Letters

Write to: maglet@jpost.com

Letters 370 (photo credit: REUTERS/Handout )
Letters 370
(photo credit: REUTERS/Handout )
Only a selection of letters can be published. Priority goes to those that are brief and topical. Letters may be edited, and must bear the name and address of the writer.
Car-owning blues
Sir, – Herb Keinon’s “Car parking blues” (Out There, April 25) was great.
In Israel you don’t own a car; the car owns you. The roads are jam-packed with a level of congestion rivaling the scale of Los Angeles at rush hour.
Insurance, vehicle repair and annual inspection costs are stratospheric, not to mention the constantly-rising price of fuel, which, if you do the calculation, amounts to roughly $7 a gallon. The locals also drive like recently released lunatics.
Do everybody a favor, sir.
Take public transportation.
MITCHELL RADOV Ashdot Ya’acov
Back to Yiddish
Sir, – With regard to “In Yiddish, of course” (Feature, April 25), although there may have been some resurgence, in Tel Aviv, where Yiddish could once be heard everywhere, it is virtually extinct.
The Yiddish spoken by most Orthodox is a zu brochener Yiddish ohne ta’am (a broken Yiddish without feeling). It is spoken in a heavily accented, unmodulated, inflexionless monotone, spoken az zey volten gehat a heissen kartofel in frumak moyl (as if they had a hot potato in a frum mouth). Zey tzu brechen zach zie tzeyner af dem (they break their teeth on it)! It is not the refined sort of Yiddish that was spoken in der heim by irreligious Yiddishists like Axenfeld, , Gordon, Shalom Aleichem, Peretz, Asch, Singer, etc., or of the Yiddisher Kultur Farband that once flourished.

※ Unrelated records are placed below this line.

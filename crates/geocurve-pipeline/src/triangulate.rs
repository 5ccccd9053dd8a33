//! Triangulation of point locations.
//!
//! The [`Triangulator`] trait is the seam to the triangulation backend and
//! [`TriangulatorKind`] selects an implementation at runtime. Triangles
//! are returned as triples of input indices.

use log::debug;
use spade::{DelaunayTriangulation, Point2, Triangulation};

use crate::types::{CurveError, Point};

/// Selects which triangulation backend to use.
#[derive(Debug, Clone, Copy, PartialEq, Eq, Default)]
pub enum TriangulatorKind {
    /// Incremental Delaunay triangulation via `spade`.
    #[default]
    Delaunay,
}

/// Trait for triangulation strategies.
pub trait Triangulator {
    /// Triangulate `points`, returning triangles as input index triples.
    ///
    /// Fewer than three points, or points that are all collinear, give an
    /// empty result.
    ///
    /// # Errors
    ///
    /// Returns [`CurveError::Triangulation`] if the backend rejects a
    /// point (e.g. a non-finite coordinate).
    fn triangulate(&self, points: &[Point]) -> Result<Vec<[usize; 3]>, CurveError>;
}

impl Triangulator for TriangulatorKind {
    fn triangulate(&self, points: &[Point]) -> Result<Vec<[usize; 3]>, CurveError> {
        match *self {
            Self::Delaunay => triangulate_delaunay(points),
        }
    }
}

/// Delaunay triangulation with `spade`.
///
/// Points sharing a location collapse onto one vertex; that vertex keeps
/// the index of the first occurrence.
fn triangulate_delaunay(points: &[Point]) -> Result<Vec<[usize; 3]>, CurveError> {
    if points.len() < 3 {
        return Ok(Vec::new());
    }

    let mut triangulation: DelaunayTriangulation<Point2<f64>> = DelaunayTriangulation::new();
    // Input index owning each triangulation vertex, by vertex handle index.
    let mut owners: Vec<usize> = Vec::with_capacity(points.len());

    for (index, point) in points.iter().enumerate() {
        let before = triangulation.num_vertices();
        triangulation
            .insert(Point2::new(point.x, point.y))
            .map_err(|e| CurveError::Triangulation(format!("point {index}: {e:?}")))?;
        if triangulation.num_vertices() > before {
            owners.push(index);
        }
    }

    if owners.len() < points.len() {
        debug!(
            "triangulation merged {} duplicate points",
            points.len() - owners.len()
        );
    }

    Ok(triangulation
        .inner_faces()
        .map(|face| face.vertices().map(|v| owners[v.fix().index()]))
        .collect())
}
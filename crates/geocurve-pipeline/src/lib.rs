//! geocurve-pipeline: curve detection for geoscience data (sans-IO).
//!
//! Three detectors, all producing a [`CurveSet`] (vertices, segment cells
//! and per-vertex data):
//!
//! - **Trend lines** ([`connect_parts`]): triangulate a labeled point
//!   cloud, keep the edges that cross between parts (e.g. survey lines),
//!   then greedily walk them into direction-continuous paths.
//! - **Edges** ([`detect_edges`]): Canny + Hough line segments on a
//!   regular grid.
//! - **Contours** ([`detect_contours`]): marching-squares iso-lines on a
//!   regular grid.
//!
//! This crate has **no I/O dependencies**: it works on in-memory data and
//! reports through the `log` facade. Reading inputs and writing results
//! lives in `geocurve-cli`.

pub mod candidates;
pub mod config;
pub mod connect;
pub mod contours;
pub mod curves;
pub mod edges;
pub mod grid;
pub mod hough;
pub mod triangulate;
pub mod types;
pub mod walk;

pub use candidates::{CandidateEdge, build_candidate_edges, filter_segments_orientation};
pub use config::{AzimuthFilter, ContourConfig, DetectionConfig, EdgeDetectionConfig};
pub use connect::{Connections, DEFAULT_BACKGROUND_LABEL, PartsSource, connect_parts};
pub use contours::{ContourTracer, ContourTracerKind, detect_contours, trace_contours};
pub use curves::{find_curves, find_curves_with};
pub use edges::detect_edges;
pub use grid::{Grid2D, GridData, overlapping_limits};
pub use triangulate::{Triangulator, TriangulatorKind};
pub use types::{CurveError, CurveSet, DataValues, Edge, Path, Point, Polyline};
pub use walk::{CandidateGraph, PathWalker, VisitMask};
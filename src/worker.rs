//! Worker loop: hosts `concurrency` runners plus a periodic report timer,
//! emitting one [`Report`] per tick over a shared channel.

use std::path::PathBuf;
use std::sync::{Arc, Mutex};
use std::time::Duration;

use tokio::sync::{mpsc, Mutex as AsyncMutex};
use tokio::task::JoinSet;
use tokio::time::MissedTickBehavior;
use tracing::{info, warn};

use crate::buckets::Buckets;
use crate::connection::ConnectionConfig;
use crate::counters::Counters;
use crate::report::Report;
use crate::runner::{run_runner, RunnerContext, ScheduleMode, SharedBudget};
use crate::tsv::TsvSink;

pub struct WorkerConfig {
    pub id: u64,
    pub concurrency: usize,
    pub url: String,
    pub host_hdr: String,
    pub mode: ScheduleMode,
    pub budget: SharedBudget,
    pub report_interval: Duration,
    pub buckets: Arc<Buckets>,
    pub tsv_path: Option<PathBuf>,
    pub sender: mpsc::Sender<Report>,
}

fn drain_report(seq: u64, counters: &Arc<Mutex<Counters>>) -> Report {
    let drained = counters.lock().unwrap().drain();
    Report::from_counters(seq, &drained)
}

/// Runs a worker to completion: spawns its runners, emits periodic
/// reports, and emits one final report after the last runner terminates.
pub async fn run_worker(config: WorkerConfig) -> std::io::Result<()> {
    let counters = Arc::new(Mutex::new(Counters::new(&config.buckets)));
    let tsv = match &config.tsv_path {
        Some(path) => Some(Arc::new(AsyncMutex::new(TsvSink::open(path)?))),
        None => None,
    };

    let connection_config = ConnectionConfig {
        host_hdr: config.host_hdr.clone(),
    };

    let mut runners = JoinSet::new();
    for i in 0..config.concurrency {
        let ctx = RunnerContext {
            id: config.id * 1000 + i as u64,
            url: config.url.clone(),
            connection_config: connection_config.clone(),
            mode: config.mode,
            budget: config.budget.clone(),
            counters: counters.clone(),
            buckets: config.buckets.clone(),
            tsv: tsv.clone(),
        };
        runners.spawn(run_runner(ctx));
    }

    let mut interval = tokio::time::interval(config.report_interval);
    interval.set_missed_tick_behavior(MissedTickBehavior::Delay);
    // The first tick fires immediately; the real first report should be
    // one interval after start, matching `reporttv` being armed (not
    // fired) at worker startup.
    interval.tick().await;

    let mut seq = 0u64;
    loop {
        if runners.is_empty() {
            break;
        }
        tokio::select! {
            _ = interval.tick() => {
                let report = drain_report(seq, &counters);
                seq += 1;
                if config.sender.send(report).await.is_err() {
                    warn!(worker = config.id, "aggregator channel closed; stopping reports");
                    break;
                }
            }
            joined = runners.join_next() => {
                match joined {
                    Some(Ok(())) => {}
                    Some(Err(err)) => warn!(worker = config.id, error = %err, "runner task panicked"),
                    None => break,
                }
            }
        }
    }

    let final_report = drain_report(seq, &counters);
    let _ = config.sender.send(final_report).await;
    info!(worker = config.id, "worker finished");
    Ok(())
}

#[cfg(test)]
mod tests {
    use super::*;
    use wiremock::matchers::{method, path};
    use wiremock::{Mock, MockServer, ResponseTemplate};

    #[tokio::test]
    async fn worker_emits_at_least_one_report_with_expected_successes() {
        let server = MockServer::start().await;
        Mock::given(method("GET"))
            .and(path("/"))
            .respond_with(ResponseTemplate::new(200))
            .mount(&server)
            .await;

        let (tx, mut rx) = mpsc::channel(16);
        let config = WorkerConfig {
            id: 0,
            concurrency: 4,
            url: format!("{}/", server.uri()),
            host_hdr: "example.com:80".to_string(),
            mode: ScheduleMode::Unbounded,
            budget: Some(Arc::new(std::sync::atomic::AtomicI64::new(20))),
            report_interval: Duration::from_millis(50),
            buckets: Arc::new(Buckets::default_buckets()),
            tsv_path: None,
            sender: tx,
        };

        run_worker(config).await.unwrap();

        let mut total_successes = 0u64;
        while let Some(report) = rx.recv().await {
            total_successes += report.http_successes;
        }
        assert_eq!(total_successes, 20);
    }
}
//! Per-worker counters (C5), reset on every report emission.

use crate::buckets::Buckets;
use crate::outcome::Outcome;

/// The six scalar counters plus the latency histogram, scoped to one
/// worker between report ticks.
#[derive(Debug, Clone)]
pub struct Counters {
    pub conn_successes: u64,
    pub conn_errors: u64,
    pub conn_timeouts: u64,
    pub conn_closes: u64,
    pub http_successes: u64,
    pub http_errors: u64,
    pub histogram: Vec<u64>,
}

impl Counters {
    pub fn new(buckets: &Buckets) -> Self {
        Counters {
            conn_successes: 0,
            conn_errors: 0,
            conn_timeouts: 0,
            conn_closes: 0,
            http_successes: 0,
            http_errors: 0,
            histogram: vec![0; buckets.num_columns()],
        }
    }

    /// Apply a request's terminal outcome to the running counts.
    /// `latency_ms` is only meaningful for `Success`.
    pub fn record(&mut self, outcome: Outcome, latency_ms: u64, buckets: &Buckets) {
        match outcome {
            Outcome::Success { status } => {
                self.conn_successes += 1;
                if status == 200 {
                    let idx = buckets.index_for(latency_ms);
                    self.histogram[idx] += 1;
                    self.http_successes += 1;
                } else {
                    self.http_errors += 1;
                }
            }
            Outcome::Error => self.conn_errors += 1,
            Outcome::Timeout => self.conn_timeouts += 1,
            Outcome::Closed => self.conn_closes += 1,
        }
    }

    /// Take the current values and reset all counters to zero, leaving a
    /// fresh `Counters` in place (mirrors `reportcb`'s memset-after-print).
    pub fn drain(&mut self) -> Counters {
        let taken = self.clone();
        self.conn_successes = 0;
        self.conn_errors = 0;
        self.conn_timeouts = 0;
        self.conn_closes = 0;
        self.http_successes = 0;
        self.http_errors = 0;
        self.histogram.iter_mut().for_each(|c| *c = 0);
        taken
    }
}

#[cfg(test)]
mod tests {
    use super::*;

    #[test]
    fn success_200_increments_bucket_and_http_successes() {
        let buckets = Buckets::default_buckets();
        let mut counters = Counters::new(&buckets);
        counters.record(Outcome::Success { status: 200 }, 5, &buckets);
        assert_eq!(counters.http_successes, 1);
        assert_eq!(counters.conn_successes, 1);
        assert_eq!(counters.histogram, vec![0, 1, 0, 0]);
    }

    #[test]
    fn success_non_200_increments_http_errors_not_histogram() {
        let buckets = Buckets::default_buckets();
        let mut counters = Counters::new(&buckets);
        counters.record(Outcome::Success { status: 500 }, 5, &buckets);
        assert_eq!(counters.conn_successes, 1);
        assert_eq!(counters.http_errors, 1);
        assert_eq!(counters.histogram, vec![0, 0, 0, 0]);
    }

    #[test]
    fn counter_conservation_only_200s_enter_histogram() {
        let buckets = Buckets::default_buckets();
        let mut counters = Counters::new(&buckets);
        for _ in 0..7 {
            counters.record(Outcome::Success { status: 200 }, 2, &buckets);
        }
        counters.record(Outcome::Success { status: 404 }, 2, &buckets);
        counters.record(Outcome::Error, 0, &buckets);
        counters.record(Outcome::Timeout, 0, &buckets);
        let sum: u64 = counters.histogram.iter().sum();
        assert_eq!(sum, counters.http_successes);
        assert_eq!(counters.http_successes, 7);
    }

    #[test]
    fn drain_resets_and_returns_prior_values() {
        let buckets = Buckets::default_buckets();
        let mut counters = Counters::new(&buckets);
        counters.record(Outcome::Error, 0, &buckets);
        let drained = counters.drain();
        assert_eq!(drained.conn_errors, 1);
        assert_eq!(counters.conn_errors, 0);
    }
}
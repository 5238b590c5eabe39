//! Per-request TSV sink (C7): `start_us \t end_us \t outcome_code`.
//!
//! One sink per worker, shared by that worker's runners. Each worker opens
//! its own handle onto the same path, so the handle is always opened in
//! append mode: truncating on open would let one worker's handle zero out
//! bytes another worker has already written to the same file.

use std::fs::{File, OpenOptions};
use std::io::{BufWriter, Write};
use std::path::Path;

use crate::outcome::Outcome;

pub const TSV_BUFFER_SIZE: usize = 4096;

pub struct TsvSink {
    writer: BufWriter<File>,
}

impl TsvSink {
    pub fn open(path: &Path) -> std::io::Result<Self> {
        let file = OpenOptions::new().create(true).append(true).open(path)?;
        Ok(TsvSink {
            writer: BufWriter::with_capacity(TSV_BUFFER_SIZE, file),
        })
    }

    /// Append one record. `start_us`/`end_us` are microseconds since the
    /// Unix epoch.
    pub fn record(&mut self, start_us: u64, end_us: u64, outcome: Outcome) -> std::io::Result<()> {
        writeln!(self.writer, "{start_us}\t{end_us}\t{}", outcome.code())?;
        // Line-buffered semantics: flush after every record rather than
        // relying on libc's _IOLBF, since Rust's BufWriter is always
        // fully-buffered.
        self.writer.flush()
    }
}

#[cfg(test)]
mod tests {
    use super::*;
    use std::io::BufRead;

    #[test]
    fn writes_tab_separated_lines_with_outcome_codes() {
        let dir = tempfile::tempdir().unwrap();
        let path = dir.path().join("out.tsv");

        {
            let mut sink = TsvSink::open(&path).unwrap();
            sink.record(100, 150, Outcome::Success { status: 200 }).unwrap();
            sink.record(200, 260, Outcome::Timeout).unwrap();
        }

        let file = File::open(&path).unwrap();
        let lines: Vec<String> = std::io::BufReader::new(file)
            .lines()
            .map(|l| l.unwrap())
            .collect();

        assert_eq!(lines.len(), 2);
        assert_eq!(lines[0], "100\t150\t0");
        assert_eq!(lines[1], "200\t260\t3");
    }

    #[test]
    fn end_us_is_always_at_or_after_start_us() {
        let dir = tempfile::tempdir().unwrap();
        let path = dir.path().join("out.tsv");
        let mut sink = TsvSink::open(&path).unwrap();
        sink.record(1_000, 1_050, Outcome::Success { status: 200 }).unwrap();
        drop(sink);

        let contents = std::fs::read_to_string(&path).unwrap();
        let mut fields = contents.trim().split('\t');
        let start: u64 = fields.next().unwrap().parse().unwrap();
        let end: u64 = fields.next().unwrap().parse().unwrap();
        assert!(end >= start);
    }
}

The Lubavitcher rebbe used to deliver his weekly six-hour-long packed-out farbrengens (hassidic discourses) in Brooklyn in a heavily Nikolayev-accented Yiddish. Yet it was amazing to see young Sephardi Chabad yeshiva students from Morocco, Tunisia, Algeria and Yemen quickly grasp Yiddish and even give lessons in it after a few months.
In the 1940s, serious consideration was given to Yiddish becoming the official language of the coming state of Israel! The poetic beauty and nuances of Yiddish are unique among languages.
It has an unusually vivid record of the cultural autonomy reached by Ashkenazi Jews in the Diaspora. It is basically German, the language of Gomer, son of Japheth (Talmud Yoma 10), but written in the holy letters of Hebrew.
Hassidim joke that it was revealed on Mount Sinai and that Moses was fully conversant in mamme loshen! Yiddish expresses the soul.
Der yiddishe krechtz kumt fun dos pintele yid (the Jewish sigh comes from a Jew’s innermost essence). There were once 12 million Yiddish speakers worldwide and it was a key to instant recognition and amicability.
The decline of this strong bond was a cause of much regret.
Hopefully, it is being reversed.
AMNON GOLDBERG Safed
Appreciating the gift
Sir, – Jonathan Rosenblum’s musings on Pessah cleaning (“Random thoughts on the joys of Passover cleaning,” Think Again April 18) were, as usual, well written and evocative of precious memories of times past for me and many other readers.
I especially liked the comments about the boy from LA who, being used to his family packing up and leaving their home for Pessah at a hotel is brought to the rabbi’s home to sell the family’s hametz and sees the chaos that is Passover cleaning and cannot understand what is happening. He wrote of his friend’s sadness in the boy’s lack of appreciation for what goes into preparing for our festival of freedom, and couldn’t help but muse myself about the lack of appreciation that we see in certain sectors of our people for the daily efforts and sacrifices many of us make in order to live in a secure, Jewish state.
If we extrapolate the preparations that need to be done for Passover to, say, the need to make sure that our country and society remain spiritually and physically strong, it is indeed a shame that a segment of our population has been imbued with a sense that it merely needs to “show up at the hotel” while others have been raised with the understanding that they personally have a responsibility to share in the defense of the country, requiring them to set aside time from their families, work and Torah learning.
I wonder whose children appreciate more the gift that God has given us.